Valley Maker’s When I Was A Child | Not an album review
Get ready to feel something.
[I struggle with writing this; this is not an album review. It is not a play by play of songs. It is not a summary of lyrics or an analysis of musical denotation. Somehow, like the album itself, this is something else entirely.]
Valley Maker has recently released When I Was A Child and I had the immense pleasure to have a few weeks with the album before it was released. I regarded it as a treasure, as if it were mine and only mine, as if every single part of it were tailored directly for me. I spent time with it, eyes closed in a dim room with wood panel walls, a slight breeze pushing against the window; evening drives in early fall with the windows down, a special sparseness in both the back roads I found myself driving down and the music created by songwriter Austin Crane. I bathed myself in the album’s songs. I let them blanket me when I laid down to sleep and had them greet me in the morning and send me into the day with an unarticulated truth that only I could understand because it was my truth. These are more than songs.
When I first sat down to write the Valley Maker album review I began thinking about why we as human beings are drawn to music, why we all listen. It’s an unanswerable question, really. Sure, we can point to our need for connection, we can mention the necessity of expression or–and this one’s the stretchiest stretch of them all–the joy we all experience in making/listening to music. But it’s more than that. It’s something unspeakable. There is a holiness in music (some music more than other) and like all things holy, it’s magnetic.

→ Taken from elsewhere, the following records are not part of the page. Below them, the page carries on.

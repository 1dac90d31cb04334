mod coordinator;
mod pending;
mod pollers;
mod settings;
mod timer_registry;

pub use coordinator::{Delivery, SendError, TransportCoordinator};
pub use settings::TransportSettings;
use crate::{field::Field, CronError, Result};
use chrono::{DateTime, Datelike, Days, TimeDelta, TimeZone, Timelike};
use std::{fmt::Display, str::FromStr};

/// Search horizon of [`Schedule::upcoming`], in years after the reference time.
///
/// A schedule with an unsatisfiable field (e.g. the empty range `5-4`) would otherwise
/// keep the search advancing forever; once the candidate year passes the horizon the
/// search gives up and reports no upcoming occurrence.
///
/// The rarest satisfiable schedule is one that fires only on February 29th, and the
/// gap between leap days reaches eight years around a non-leap century year
/// (2096-02-29 to 2104-02-29), so the horizon must not be any shorter.
pub const MAX_SEARCH_YEARS: i32 = 8;

/// Represents a parsed five-field cron expression with its methods.
///
/// For cron expression format and usage examples, please refer to the
/// [crate documentation](crate).
#[derive(Debug, Clone, PartialEq, Eq, PartialOrd, Ord, Hash)]
#[cfg_attr(feature = "serde", derive(serde::Serialize, serde::Deserialize))]
#[cfg_attr(feature = "serde", serde(try_from = "String"))]
#[cfg_attr(feature = "serde", serde(into = "String"))]
pub struct Schedule {
    minute: Field,
    hour: Field,
    dom: Field,
    month: Field,
    dow: Field,
    expression: String,
}

impl Schedule {
    /// Parses and validates provided `expression` and constructs [`Schedule`] instance.
    ///
    /// The expression is five whitespace-separated fields in the classic order
    /// `minute hour day-of-month month day-of-week`.
    ///
    /// Alternative way to construct [`Schedule`] is to use one of `try_from` or
    /// `from_str` methods.
    ///
    /// Returns [`CronError`] in a case provided expression is unparsable or has
    /// format errors.
    pub fn new(expression: impl AsRef<str>) -> Result<Self> {
        let fields: Vec<&str> = expression.as_ref().split_whitespace().collect();
        if fields.len() != 5 {
            return Err(CronError::InvalidFieldCount(fields.len()));
        }

        Ok(Self {
            minute: Field::parse(fields[0], 0, 59).map_err(CronError::InvalidMinuteField)?,
            hour: Field::parse(fields[1], 0, 23).map_err(CronError::InvalidHourField)?,
            dom: Field::parse(fields[2], 1, 31).map_err(CronError::InvalidDayOfMonthField)?,
            month: Field::parse(fields[3], 1, 12).map_err(CronError::InvalidMonthField)?,
            dow: Field::parse(fields[4], 0, 6).map_err(CronError::InvalidDayOfWeekField)?,
            expression: fields.join(" "),
        })
    }

    /// Returns time of the upcoming occurrence, strictly after the provided `after`
    /// value, truncated to whole-minute granularity.
    ///
    /// The time zone of `after` is preserved unchanged in the result. The schedule
    /// holds no mutable state, so a single instance may serve concurrent calls.
    ///
    /// Returns `None` if there is no occurrence within [`MAX_SEARCH_YEARS`] after
    /// `after`, which can happen only for schedules with an unsatisfiable field.
    pub fn upcoming<Tz: TimeZone>(&self, after: &DateTime<Tz>) -> Option<DateTime<Tz>> {
        let mut current = after
            .with_second(0)?
            .with_nanosecond(0)?
            .checked_add_signed(TimeDelta::minutes(1))?;
        let horizon = after.year().checked_add(MAX_SEARCH_YEARS)?;

        loop {
            if current.year() > horizon {
                return None;
            }

            // Month: jump straight to the first instant of the next month.
            if !self.month.has(current.month()) {
                let (year, month) = if current.month() == 12 {
                    (current.year() + 1, 1)
                } else {
                    (current.year(), current.month() + 1)
                };
                current = current.timezone().with_ymd_and_hms(year, month, 1, 0, 0, 0).earliest()?;
                continue;
            }

            // Day: valid if it satisfies day-of-month OR day-of-week. `*` on either
            // side makes every day valid. The month is rechecked after the jump
            // since a day rollover may cross a month boundary.
            let day_is_valid =
                self.dom.has(current.day()) || self.dow.has(current.weekday().num_days_from_sunday());
            if !day_is_valid {
                current = current
                    .timezone()
                    .with_ymd_and_hms(current.year(), current.month(), current.day(), 0, 0, 0)
                    .earliest()?
                    .checked_add_days(Days::new(1))?;
                continue;
            }

            if !self.hour.has(current.hour()) {
                current = current
                    .timezone()
                    .with_ymd_and_hms(current.year(), current.month(), current.day(), current.hour(), 0, 0)
                    .earliest()?
                    .checked_add_signed(TimeDelta::hours(1))?;
                continue;
            }

            if !self.minute.has(current.minute()) {
                current = current.checked_add_signed(TimeDelta::minutes(1))?;
                continue;
            }

            return Some(current);
        }
    }

    /// Returns iterator of occurrences strictly after `after`.
    #[inline]
    pub fn iter<Tz: TimeZone>(&self, after: &DateTime<Tz>) -> impl Iterator<Item = DateTime<Tz>> {
        ScheduleIterator {
            schedule: self.clone(),
            next: self.upcoming(after),
        }
    }

    /// Consumes [`Schedule`] and returns iterator of occurrences strictly after `after`.
    #[inline]
    pub fn into_iter<Tz: TimeZone>(self, after: &DateTime<Tz>) -> impl Iterator<Item = DateTime<Tz>> {
        let next = self.upcoming(after);
        ScheduleIterator { schedule: self, next }
    }
}

/// Contains iterator state.
#[derive(Debug, Clone, PartialEq, Eq, Hash)]
struct ScheduleIterator<Tz: TimeZone> {
    schedule: Schedule,
    next: Option<DateTime<Tz>>,
}

impl<Tz: TimeZone> Iterator for ScheduleIterator<Tz> {
    type Item = DateTime<Tz>;

    fn next(&mut self) -> Option<Self::Item> {
        let current = self.next.take()?;
        self.next = self.schedule.upcoming(&current);
        Some(current)
    }
}

impl From<Schedule> for String {
    fn from(value: Schedule) -> Self {
        value.to_string()
    }
}

impl From<&Schedule> for String {
    fn from(value: &Schedule) -> Self {
        value.to_string()
    }
}

impl TryFrom<String> for Schedule {
    type Error = CronError;

    fn try_from(value: String) -> Result<Self> {
        Self::new(value)
    }
}

impl TryFrom<&String> for Schedule {
    type Error = CronError;

    fn try_from(value: &String) -> Result<Self> {
        Self::new(value)
    }
}

impl TryFrom<&str> for Schedule {
    type Error = CronError;

    fn try_from(value: &str) -> Result<Self> {
        Self::new(value)
    }
}

impl FromStr for Schedule {
    type Err = CronError;

    fn from_str(s: &str) -> Result<Self> {
        Self::new(s)
    }
}

impl Display for Schedule {
    fn fmt(&self, f: &mut std::fmt::Formatter<'_>) -> std::fmt::Result {
        write!(f, "{}", self.expression)
    }
}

I’ve never met Austin. I’ve seen him perform a time or two, I know a few people who know him. We might even be Facebook friends (we’re not, I checked, but we totally could be maybe I think). And I’ve been listening to his music for a good while now beginning with the 2010 release that explored the story of Genesis. But after spending a few weeks with When I Was A Child I not only know Austin, I am him. What he has created with this album is something called tone–
Quick digression into the meaning of tone and how it is being used in context: tone portrays a variety of emotions and serves as a way of connecting an audience with a speaker’s (in this case Austin Crane’s) feelings, beliefs, opinions, questions regarding certain situations, topics, et cetera.
–and this tone saturates every experience I’ve ever had. I’m not only listening to the songs, I’m singing them, I’m trusting every word to the point that they’re my own words, words I’ve found myself saying before. Maybe not every exact word, but the meaning that they convey. There is uncertainty in each song, the same kind of uncertainty that we all know intimately. And by listening to these songs we are being forced to confront our questions, not looking for answers but for understanding as to why the questions are even asked at all.
With the turning of the seasons approaching, the death of winter, the stripping away, the rebirth, Valley Maker has given us a glimmering source of comfort in When I Was A Child. Let this album pull you into it, let it knock your world off its axis just enough for you to see inside yourself. It’s worth it, I promise.